Verfassungsunmittelbarer Auskunftsanspruch der Presse gegen den Bundesnachrichtendienst über dessen Zusammenarbeit mit der Presse

Die Jurafuchs-Methode schichtet ab: Das sind die 12 wichtigsten Rechtsfragen, die es zu diesem Fall zu verstehen gilt

1. J klagt auf Beantwortung seiner Anträge und Auskunftserteilung. Ist für Js Klage der Verwaltungsrechtsweg eröffnet?

Ja, in der Tat!

Der Verwaltungsrechtsweg ist nach § 40 Abs. 1 S. 1 VwGO eröffnet, soweit es keine aufdrängenden Sonderzuweisungen gibt, die Streitigkeit öffentlich-rechtlicher, nichtverfassungsrechtlicher Art ist, und keine abdrängenden Sonderzuweisungen anwendbar sind. Die Streitigkeit ist öffentlich-rechtlich, wenn die streitentscheidende Norm aus dem öffentlichen Recht stammt. Sie ist nichtverfassungsrechtlich, wenn keine doppelte Verfassungsunmittelbarkeit vorliegt.
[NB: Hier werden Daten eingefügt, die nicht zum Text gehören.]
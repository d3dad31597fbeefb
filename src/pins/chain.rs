use crate::error::{Error, Result};
use crate::utils::{pem_body, pem_sections, sha256_base64};
use base64::{Engine, engine::general_purpose::STANDARD};

/// Splits an `s_client -showcerts` dump into its PEM certificates, in the
/// order the server sent them.
pub fn split_chain(dump: &str) -> Vec<String> {
    pem_sections(dump, "CERTIFICATE")
        .into_iter()
        .map(|section| section.join("\n"))
        .collect()
}

/// Pin of the first `PUBLIC KEY` block in `public_key_pem`: the base64
/// SHA-256 of its SubjectPublicKeyInfo DER encoding.
pub fn spki_pin(public_key_pem: &str) -> Result<String> {
    let sections = pem_sections(public_key_pem, "PUBLIC KEY");
    let section = sections.first().ok_or(Error::MissingPublicKey)?;
    let der = STANDARD.decode(pem_body(section))?;
    Ok(sha256_base64(der))
}

#[cfg(test)]
mod tests {
    use super::*;

    const CHAIN: &str = include_str!("../../tests/fixtures/chain.txt");
    const LEAF_PUB: &str = include_str!("../../tests/fixtures/leaf.pub");
    const INTER_PUB: &str = include_str!("../../tests/fixtures/inter.pub");

    #[test]
    fn recovers_every_certificate_in_order() {
        let certs = split_chain(CHAIN);
        assert_eq!(certs.len(), 2);
        assert!(certs[0].contains("MIIBfDCCASOg"));
        assert!(certs[1].contains("MIIBgDCCASWg"));

        for cert in &certs {
            assert!(cert.starts_with("-----BEGIN CERTIFICATE-----\n"));
            assert!(cert.ends_with("\n-----END CERTIFICATE-----"));
        }
    }

    #[test]
    fn empty_dump_has_no_certificates() {
        assert!(split_chain("CONNECTED(00000003)\n---\nno peer certificate available\n").is_empty());
    }

    #[test]
    fn pin_matches_openssl_digest() {
        assert_eq!(
            spki_pin(LEAF_PUB).expect("leaf pin"),
            "E+w4eJW49foz0ZFpQ4jkSgjkcszyfC7Jh+jQQnoSMr8="
        );
        assert_eq!(
            spki_pin(INTER_PUB).expect("intermediate pin"),
            "9KAt8nDYVqVKrBsGB94TGJ5UAWvBHuqm8Vph6w5LGWk="
        );
    }

    #[test]
    fn output_without_public_key_is_an_error() {
        assert!(matches!(spki_pin(""), Err(Error::MissingPublicKey)));
    }

    #[test]
    fn corrupt_base64_is_an_error() {
        let pem = "-----BEGIN PUBLIC KEY-----\n!!!!\n-----END PUBLIC KEY-----\n";
        assert!(matches!(spki_pin(pem), Err(Error::Base64(_))));
    }
}
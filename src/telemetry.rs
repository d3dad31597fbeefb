use tracing_subscriber::EnvFilter;

/// Logs go to stderr so stdout only carries tool output. `RUST_LOG`
/// overrides the default `warn` filter.
pub fn init() {
    let filter = EnvFilter::try_from_default_env().unwrap_or_else(|_| EnvFilter::new("warn"));
    let _ = tracing_subscriber::fmt()
        .with_env_filter(filter)
        .with_writer(std::io::stderr)
        .with_target(false)
        .try_init();
}
use clap::Parser;
use std::{path::PathBuf, process::ExitCode};
use vaultkit::{OutputFormat, PinProbe, load_settings, render_report, telemetry};

#[derive(Parser, Debug)]
#[command(
    name = "ssl_pins",
    version,
    about = "Print SHA-256 SPKI pins for every certificate a host serves"
)]
struct Cli {
    #[arg(long, help = "TOML file providing [pins] defaults")]
    config: Option<PathBuf>,
    #[arg(long, help = "TLS port (default 443)")]
    port: Option<u16>,
    #[arg(long, help = "openssl program to run (default: openssl from PATH)")]
    openssl: Option<PathBuf>,
    #[arg(long, value_enum, help = "Output format (default xml)")]
    format: Option<OutputFormat>,
    #[arg(long, help = "Expiration date written on a rendered <pin-set>")]
    expiration: Option<String>,
    #[arg(help = "Host to fetch the certificate chain from")]
    host: Option<String>,
}

fn main() -> ExitCode {
    telemetry::init();
    let cli = Cli::parse();

    match run(cli) {
        Ok(out) => {
            print!("{out}");
            ExitCode::SUCCESS
        }
        Err(err) => {
            println!("Error: {err}");
            println!("Ensure 'openssl' is installed and available in PATH.");
            ExitCode::FAILURE
        }
    }
}

fn run(cli: Cli) -> anyhow::Result<String> {
    let settings = load_settings(cli.config.as_deref())?.pins;
    let host = cli.host.unwrap_or(settings.host);
    let format = cli.format.unwrap_or(settings.format);
    let expiration = cli.expiration.or(settings.expiration);

    if format == OutputFormat::Xml {
        println!("Generating SSL Pins for {host} using OpenSSL...");
    }

    let report = PinProbe::builder(host)
        .set_port(cli.port.unwrap_or(settings.port))
        .set_openssl(cli.openssl.unwrap_or(settings.openssl))
        .run()?;

    Ok(render_report(&report, format, expiration.as_deref())?)
}
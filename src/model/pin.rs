use serde::Serialize;
use std::fmt;

/// Position of a certificate in the served chain.
#[derive(Debug, Clone, Copy, PartialEq, Eq, Serialize)]
#[serde(rename_all = "lowercase")]
pub enum ChainRole {
    Leaf,
    Intermediate,
    Root,
    Other,
}

impl ChainRole {
    pub fn from_index(index: usize) -> Self {
        match index {
            0 => Self::Leaf,
            1 => Self::Intermediate,
            2 => Self::Root,
            _ => Self::Other,
        }
    }

    pub fn label(self) -> &'static str {
        match self {
            Self::Leaf => "Leaf (Rotates ~90 days)",
            Self::Intermediate => "Intermediate (Back up)",
            Self::Root => "Root (Long Term)",
            Self::Other => "Other",
        }
    }
}

impl fmt::Display for ChainRole {
    fn fmt(&self, f: &mut fmt::Formatter<'_>) -> fmt::Result {
        f.write_str(self.label())
    }
}

#[derive(Debug, Clone, PartialEq, Eq, Serialize)]
pub struct CertPin {
    pub index: usize,
    pub role: ChainRole,
    /// Base64 SHA-256 of the SubjectPublicKeyInfo DER.
    pub pin: String,
}

#[derive(Debug, Clone, PartialEq, Eq, Serialize)]
pub struct PinReport {
    pub host: String,
    pub port: u16,
    pub pins: Vec<CertPin>,
}
use std::{io, path::PathBuf, process::ExitStatus};

#[derive(Debug, thiserror::Error)]
pub enum Error {
    #[error("failed to read config '{}': {source}", path.display())]
    ConfigRead {
        path: PathBuf,
        #[source]
        source: io::Error,
    },

    #[error("failed to parse config '{}': {source}", path.display())]
    ConfigParse {
        path: PathBuf,
        #[source]
        source: toml::de::Error,
    },

    #[error("failed to open image '{}': {source}", path.display())]
    Image {
        path: PathBuf,
        #[source]
        source: image::ImageError,
    },

    #[error("pixel ({x}, {y}) is outside the {width}x{height} image")]
    OutOfBounds {
        x: u32,
        y: u32,
        width: u32,
        height: u32,
    },

    #[error("failed to run '{program}': {source}")]
    Exec {
        program: String,
        #[source]
        source: io::Error,
    },

    #[error("'{program} {command}' exited with {status}")]
    Status {
        program: String,
        command: String,
        status: ExitStatus,
    },

    #[error("no PUBLIC KEY block in openssl output")]
    MissingPublicKey,

    #[error("malformed PEM body: {0}")]
    Base64(#[from] base64::DecodeError),

    #[error("failed to render pin-set template: {0}")]
    Template(#[from] handlebars::RenderError),

    #[error("failed to encode JSON: {0}")]
    Json(#[from] serde_json::Error),
}

pub type Result<T, E = Error> = std::result::Result<T, E>;
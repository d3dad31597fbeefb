use serde::Deserialize;
use std::path::PathBuf;

use crate::model::OutputFormat;

pub const DEFAULT_ICON_PATH: &str = "android/app/src/main/res/mipmap-xhdpi/ic_launcher.png";
pub const DEFAULT_HOST: &str = "zerokeep.vercel.app";
pub const DEFAULT_PORT: u16 = 443;
pub const DEFAULT_OPENSSL: &str = "openssl";

#[derive(Debug, Clone, Default, Deserialize)]
#[serde(default, deny_unknown_fields)]
pub struct Settings {
    pub icon: IconSettings,
    pub pins: PinSettings,
}

#[derive(Debug, Clone, Deserialize)]
#[serde(default, deny_unknown_fields)]
pub struct IconSettings {
    pub path: PathBuf,
    pub x: u32,
    pub y: u32,
}

impl Default for IconSettings {
    fn default() -> Self {
        Self {
            path: PathBuf::from(DEFAULT_ICON_PATH),
            x: 0,
            y: 0,
        }
    }
}

#[derive(Debug, Clone, Deserialize)]
#[serde(default, deny_unknown_fields)]
pub struct PinSettings {
    pub host: String,
    pub port: u16,
    pub openssl: PathBuf,
    pub format: OutputFormat,
    /// Written as the `expiration` attribute of a rendered `<pin-set>`.
    pub expiration: Option<String>,
}

impl Default for PinSettings {
    fn default() -> Self {
        Self {
            host: DEFAULT_HOST.to_string(),
            port: DEFAULT_PORT,
            openssl: PathBuf::from(DEFAULT_OPENSSL),
            format: OutputFormat::default(),
            expiration: None,
        }
    }
}
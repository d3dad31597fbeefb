mod color;
mod format;
mod pin;

pub use color::Rgb;
pub use format::OutputFormat;
pub use pin::{CertPin, ChainRole, PinReport};
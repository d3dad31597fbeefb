use clap::ValueEnum;
use serde::Deserialize;

#[derive(Debug, Clone, Copy, Default, PartialEq, Eq, Deserialize, ValueEnum)]
#[serde(rename_all = "kebab-case")]
pub enum OutputFormat {
    /// `<pin digest="SHA-256">` lines for network_security_config.xml
    #[default]
    Xml,
    /// `sha256/<pin>` entries for OkHttp's CertificatePinner
    Okhttp,
    /// A complete `<domain-config>` block
    PinSet,
    /// Machine-readable report
    Json,
}
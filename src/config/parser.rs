use crate::config::Settings;
use crate::error::{Error, Result};
use std::{fs, path::Path};
use tracing::debug;

/// Reads settings from `path`, or returns the built-in defaults when no file
/// is given. Keys missing from the file keep their defaults.
pub fn load_settings(path: Option<&Path>) -> Result<Settings> {
    let Some(path) = path else {
        return Ok(Settings::default());
    };

    let content = fs::read_to_string(path).map_err(|source| Error::ConfigRead {
        path: path.to_path_buf(),
        source,
    })?;

    let settings = parse_settings(&content).map_err(|source| Error::ConfigParse {
        path: path.to_path_buf(),
        source,
    })?;

    debug!(path = %path.display(), "loaded settings");
    Ok(settings)
}

fn parse_settings(content: &str) -> Result<Settings, toml::de::Error> {
    toml::from_str(content)
}

#[cfg(test)]
mod tests {
    use super::*;
    use crate::model::OutputFormat;
    use std::path::PathBuf;

    #[test]
    fn empty_file_keeps_defaults() {
        let settings = parse_settings("").expect("parse empty config");
        assert_eq!(settings.pins.host, "zerokeep.vercel.app");
        assert_eq!(settings.pins.port, 443);
        assert_eq!(settings.pins.format, OutputFormat::Xml);
        assert_eq!((settings.icon.x, settings.icon.y), (0, 0));
    }

    #[test]
    fn partial_sections_override_only_given_keys() {
        let settings = parse_settings(
            r#"
            [icon]
            path = "res/icon.png"
            y = 3

            [pins]
            host = "example.org"
            format = "pin-set"
            expiration = "2027-01-01"
            "#,
        )
        .expect("parse config");

        assert_eq!(settings.icon.path, PathBuf::from("res/icon.png"));
        assert_eq!((settings.icon.x, settings.icon.y), (0, 3));
        assert_eq!(settings.pins.host, "example.org");
        assert_eq!(settings.pins.port, 443);
        assert_eq!(settings.pins.format, OutputFormat::PinSet);
        assert_eq!(settings.pins.expiration.as_deref(), Some("2027-01-01"));
    }

    #[test]
    fn unknown_keys_are_rejected() {
        assert!(parse_settings("[pins]\nhostname = \"x\"\n").is_err());
    }

    #[test]
    fn missing_file_is_a_read_error() {
        let err = load_settings(Some(Path::new("does/not/exist.toml")))
            .expect_err("missing config must fail");
        assert!(matches!(err, Error::ConfigRead { .. }));
    }

    #[test]
    fn no_file_means_defaults() {
        let settings = load_settings(None).expect("defaults");
        assert_eq!(settings.pins.openssl, PathBuf::from("openssl"));
    }
}
//! Shared utilities
//!
//! - [`fs`] - Atomic writes and directory helpers
//! - [`progress`] - Progress bars and spinners that respect `--no-progress`
//! - [`project_lock`] - Cross-process exclusive lock on a project

pub mod fs;
pub mod progress;
pub mod project_lock;

pub use fs::{atomic_write, ensure_dir, read_optional};
pub use progress::ProgressBar;
pub use project_lock::ProjectLock;
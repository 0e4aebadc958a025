//! Progress indicators.
//!
//! A thin wrapper over `indicatif` with kitpm's styling. Every bar is hidden
//! when progress is disabled, either with `--no-progress` (which calls
//! [`disable_progress`]) or by exporting `KITPM_NO_PROGRESS`, so scripts and
//! CI get clean output.
//!
//! ```rust
//! use kitpm_cli::utils::progress::ProgressBar;
//!
//! let progress = ProgressBar::new(3);
//! progress.set_message("Fetching components");
//! progress.inc(3);
//! progress.finish_and_clear();
//! ```

use indicatif::{ProgressBar as IndicatifBar, ProgressStyle as IndicatifStyle};
use std::sync::atomic::{AtomicBool, Ordering};
use std::time::Duration;

/// Environment variable that disables all progress output when set.
pub const NO_PROGRESS_ENV: &str = "KITPM_NO_PROGRESS";

static PROGRESS_DISABLED: AtomicBool = AtomicBool::new(false);

/// Hide every progress bar created from now on.
pub fn disable_progress() {
    PROGRESS_DISABLED.store(true, Ordering::Relaxed);
}

fn is_progress_disabled() -> bool {
    PROGRESS_DISABLED.load(Ordering::Relaxed) || std::env::var_os(NO_PROGRESS_ENV).is_some()
}

/// A progress bar or spinner with consistent styling.
#[derive(Clone)]
pub struct ProgressBar {
    inner: IndicatifBar,
}

impl ProgressBar {
    /// Creates a bar tracking `len` units of work.
    pub fn new(len: u64) -> Self {
        let bar = if is_progress_disabled() {
            IndicatifBar::hidden()
        } else {
            let bar = IndicatifBar::new(len);
            if let Some(style) = bar_style() {
                bar.set_style(style);
            }
            bar
        };
        Self {
            inner: bar,
        }
    }

    /// Creates a spinner for work of unknown size.
    pub fn new_spinner() -> Self {
        let bar = if is_progress_disabled() {
            IndicatifBar::hidden()
        } else {
            let bar = IndicatifBar::new_spinner();
            if let Some(style) = spinner_style() {
                bar.set_style(style);
            }
            bar.enable_steady_tick(Duration::from_millis(100));
            bar
        };
        Self {
            inner: bar,
        }
    }

    pub fn set_message(&self, msg: impl Into<String>) {
        self.inner.set_message(msg.into());
    }

    pub fn set_prefix(&self, prefix: impl Into<String>) {
        self.inner.set_prefix(prefix.into());
    }

    pub fn inc(&self, delta: u64) {
        self.inner.inc(delta);
    }

    pub fn finish_and_clear(&self) {
        self.inner.finish_and_clear();
    }
}

/// Spinner with a message, the common case for short indeterminate steps.
pub fn spinner_with_message(msg: impl Into<String>) -> ProgressBar {
    let spinner = ProgressBar::new_spinner();
    spinner.set_message(msg);
    spinner
}

fn bar_style() -> Option<IndicatifStyle> {
    IndicatifStyle::default_bar()
        .template("[{bar:40.cyan/blue}] {pos}/{len} {msg}")
        .ok()
        .map(|style| style.progress_chars("━╸━"))
}

fn spinner_style() -> Option<IndicatifStyle> {
    IndicatifStyle::default_spinner()
        .template("{spinner:.cyan} {msg}")
        .ok()
        .map(|style| style.tick_strings(&["⠋", "⠙", "⠹", "⠸", "⠼", "⠴", "⠦", "⠧", "⠇", "⠏"]))
}
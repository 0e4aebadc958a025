//! Dependency resolution for registry items.
//!
//! The resolver turns a list of requested [`ItemReference`]s into a
//! [`ResolutionResult`]: the dependency-closed set of registry entries to
//! install, plus the cycles and missing dependencies found on the way.
//!
//! # Algorithm
//!
//! An iterative depth-first traversal over an explicit stack:
//!
//! 1. Names already resolved are skipped, so every item appears once.
//! 2. A dependency that is on the current path closes a cycle. The path from its
//!    first occurrence back to itself is recorded in `circular`, the branch is
//!    not descended, and every item on the cycle is withheld from `resolved`.
//! 3. A dependency the registry does not know is recorded in `missing` and not
//!    descended. The item that declared it still resolves.
//! 4. Otherwise the entry is pushed, its dependencies are visited in declared
//!    order, and the entry is appended to `resolved` when it is popped.
//!
//! Because entries are appended in post-order, `resolved` is already a
//! topological order: every dependency comes before the items that declare it.
//! Items that depend on a withheld cycle member are withheld too, which keeps
//! `resolved` dependency-closed.
//!
//! Top-level items are visited in the order the caller supplied them, so the
//! result is stable across runs for identical input.
//!
//! # Failure Semantics
//!
//! Missing and circular dependencies are data, never errors. The only error is
//! [`KitpmError::ResolverInternal`], raised when the registry lookup itself fails.
//!
//! # Example
//!
//! ```rust
//! use kitpm_cli::core::parse_items;
//! use kitpm_cli::registry::{RegistryEntry, StaticRegistry};
//! use kitpm_cli::resolver::{DependencyResolver, installation_order};
//!
//! let registry = StaticRegistry::new(vec![
//!     RegistryEntry::new("button", &[]),
//!     RegistryEntry::new("modal", &["button"]),
//! ])
//! .unwrap();
//!
//! let items = parse_items(&["modal"]).unwrap().items;
//! let result = DependencyResolver::new(&registry).resolve(&items).unwrap();
//! assert_eq!(installation_order(&result), vec!["button", "modal"]);
//! ```

pub mod dependency_graph;

use serde::Serialize;
use std::collections::HashSet;
use tracing::{debug, info, warn};

use crate::core::{ItemReference, KitpmError};
use crate::registry::{RegistryEntry, RegistryLookup};

pub use dependency_graph::DependencyGraph;

/// A dependency the registry could not provide.
#[derive(Debug, Clone, PartialEq, Eq, Hash, Serialize)]
pub struct MissingDependency {
    /// Item that declared the dependency, `None` for a top-level request
    pub requested_by: Option<String>,
    /// Canonical name that was not found
    pub name: String,
}

/// Outcome of a resolve call.
#[derive(Debug, Clone, Default)]
pub struct ResolutionResult {
    /// Dependency-closed entries in installation order, unique by name
    pub resolved: Vec<RegistryEntry>,
    /// Detected cycles, each as a path that starts and ends with the same name
    pub circular: Vec<Vec<String>>,
    /// Dependencies absent from the registry
    pub missing: Vec<MissingDependency>,
}

impl ResolutionResult {
    /// Whether the resolution found neither cycles nor missing dependencies.
    #[must_use]
    pub fn is_complete(&self) -> bool {
        self.circular.is_empty() && self.missing.is_empty()
    }

    /// Render each cycle as `a → b → a`.
    #[must_use]
    pub fn cycle_chains(&self) -> Vec<String> {
        self.circular.iter().map(|cycle| cycle.join(" → ")).collect()
    }
}

/// Installation order for a resolution: dependencies before dependents.
///
/// `resolved` is built in DFS post-order, which is already topological; this
/// names that invariant rather than re-sorting.
#[must_use]
pub fn installation_order(result: &ResolutionResult) -> Vec<String> {
    result.resolved.iter().map(|entry| entry.name.clone()).collect()
}

/// Resolves requested items against a registry.
pub struct DependencyResolver<'a, R: RegistryLookup + ?Sized> {
    registry: &'a R,
}

/// One item on the traversal stack.
struct Frame {
    entry: RegistryEntry,
    next_dependency: usize,
    /// Set when this item, or something it depends on, sits on a cycle.
    blocked: bool,
}

#[derive(Default)]
struct ResolveState {
    stack: Vec<Frame>,
    visiting: HashSet<String>,
    resolved_names: HashSet<String>,
    blocked: HashSet<String>,
    absent: HashSet<String>,
    missing_seen: HashSet<MissingDependency>,
    result: ResolutionResult,
}

impl<'a, R: RegistryLookup + ?Sized> DependencyResolver<'a, R> {
    /// Create a resolver over a registry.
    pub const fn new(registry: &'a R) -> Self {
        Self {
            registry,
        }
    }

    /// Resolve typed item references.
    pub fn resolve(&self, items: &[ItemReference]) -> Result<ResolutionResult, KitpmError> {
        let names: Vec<String> = items.iter().map(ItemReference::canonical_name).collect();
        self.resolve_names(&names)
    }

    /// Resolve canonical registry names, in the given order.
    pub fn resolve_names<S: AsRef<str>>(&self, names: &[S]) -> Result<ResolutionResult, KitpmError> {
        let mut state = ResolveState::default();

        for name in names {
            self.visit_root(name.as_ref(), &mut state)?;
        }

        let result = state.result;
        info!(
            resolved = result.resolved.len(),
            circular = result.circular.len(),
            missing = result.missing.len(),
            "Dependency resolution finished"
        );
        Ok(result)
    }

    fn visit_root(&self, name: &str, state: &mut ResolveState) -> Result<(), KitpmError> {
        if state.resolved_names.contains(name) || state.blocked.contains(name) {
            return Ok(());
        }

        match self.lookup(name, state)? {
            Some(entry) => push_frame(entry, state),
            None => {
                record_missing(None, name, state);
                return Ok(());
            }
        }

        while let Some(top) = state.stack.last_mut() {
            if top.next_dependency < top.entry.dependencies.len() {
                let dependency = top.entry.dependencies[top.next_dependency].clone();
                top.next_dependency += 1;
                self.visit_dependency(&dependency, state)?;
            } else {
                finish_frame(state);
            }
        }

        Ok(())
    }

    fn visit_dependency(&self, dependency: &str, state: &mut ResolveState) -> Result<(), KitpmError> {
        if state.resolved_names.contains(dependency) {
            return Ok(());
        }

        if state.blocked.contains(dependency) {
            if let Some(parent) = state.stack.last_mut() {
                parent.blocked = true;
            }
            return Ok(());
        }

        if state.visiting.contains(dependency) {
            let start = state
                .stack
                .iter()
                .position(|frame| frame.entry.name == dependency)
                .unwrap_or(0);
            let mut cycle: Vec<String> =
                state.stack[start..].iter().map(|frame| frame.entry.name.clone()).collect();
            cycle.push(dependency.to_string());
            warn!("Circular dependency detected: {}", cycle.join(" → "));

            for frame in &mut state.stack[start..] {
                frame.blocked = true;
            }
            state.result.circular.push(cycle);
            return Ok(());
        }

        match self.lookup(dependency, state)? {
            Some(entry) => push_frame(entry, state),
            None => {
                let parent = state.stack.last().map(|frame| frame.entry.name.clone());
                record_missing(parent, dependency, state);
            }
        }

        Ok(())
    }

    fn lookup(&self, name: &str, state: &mut ResolveState) -> Result<Option<RegistryEntry>, KitpmError> {
        if state.absent.contains(name) {
            return Ok(None);
        }

        let found = self.registry.lookup(name).map_err(|e| KitpmError::ResolverInternal {
            name: name.to_string(),
            reason: format!("{e:#}"),
        })?;

        match found {
            Some(entry) if entry.name != name => Err(KitpmError::ResolverInternal {
                name: name.to_string(),
                reason: format!("registry returned entry '{}'", entry.name),
            }),
            Some(entry) => Ok(Some(entry)),
            None => {
                state.absent.insert(name.to_string());
                Ok(None)
            }
        }
    }
}

fn push_frame(entry: RegistryEntry, state: &mut ResolveState) {
    state.visiting.insert(entry.name.clone());
    state.stack.push(Frame {
        entry,
        next_dependency: 0,
        blocked: false,
    });
}

fn finish_frame(state: &mut ResolveState) {
    let Some(frame) = state.stack.pop() else {
        return;
    };
    state.visiting.remove(&frame.entry.name);

    if frame.blocked {
        debug!("Withholding '{}': it depends on a cycle", frame.entry.name);
        state.blocked.insert(frame.entry.name);
        if let Some(parent) = state.stack.last_mut() {
            parent.blocked = true;
        }
    } else {
        debug!("Resolved '{}'", frame.entry.name);
        state.resolved_names.insert(frame.entry.name.clone());
        state.result.resolved.push(frame.entry);
    }
}

fn record_missing(requested_by: Option<String>, name: &str, state: &mut ResolveState) {
    let missing = MissingDependency {
        requested_by,
        name: name.to_string(),
    };
    if state.missing_seen.insert(missing.clone()) {
        match &missing.requested_by {
            Some(parent) => warn!("'{}' depends on '{}', which is not in the registry", parent, name),
            None => warn!("'{}' is not in the registry", name),
        }
        state.result.missing.push(missing);
    }
}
Es dürfen also keine unmittelbar am Verfassungsleben Beteiligte über Verfassungsrecht streiten. Sonderzuweisungen gibt es nicht. Die Streitigkeit ist öffentlich-rechtlich, da J Auskunftsansprüche gegen B geltend macht, die streitentscheidenden Normen also B als Bundesbehörde verpflichten und daher selbst öffentlich-rechtlich sind (modifizierte Subjektstheorie). Die Streitigkeit ist nichtverfassungsrechtlich, da oberste Staatsorgane, die zum Verwaltungsunterbau der Ministerien gehören – wie B – keine Verfassungsorgane sind. Der Verwaltungsrechtsweg ist nach § 40 Abs. 1 S. 1 VwGO eröffnet.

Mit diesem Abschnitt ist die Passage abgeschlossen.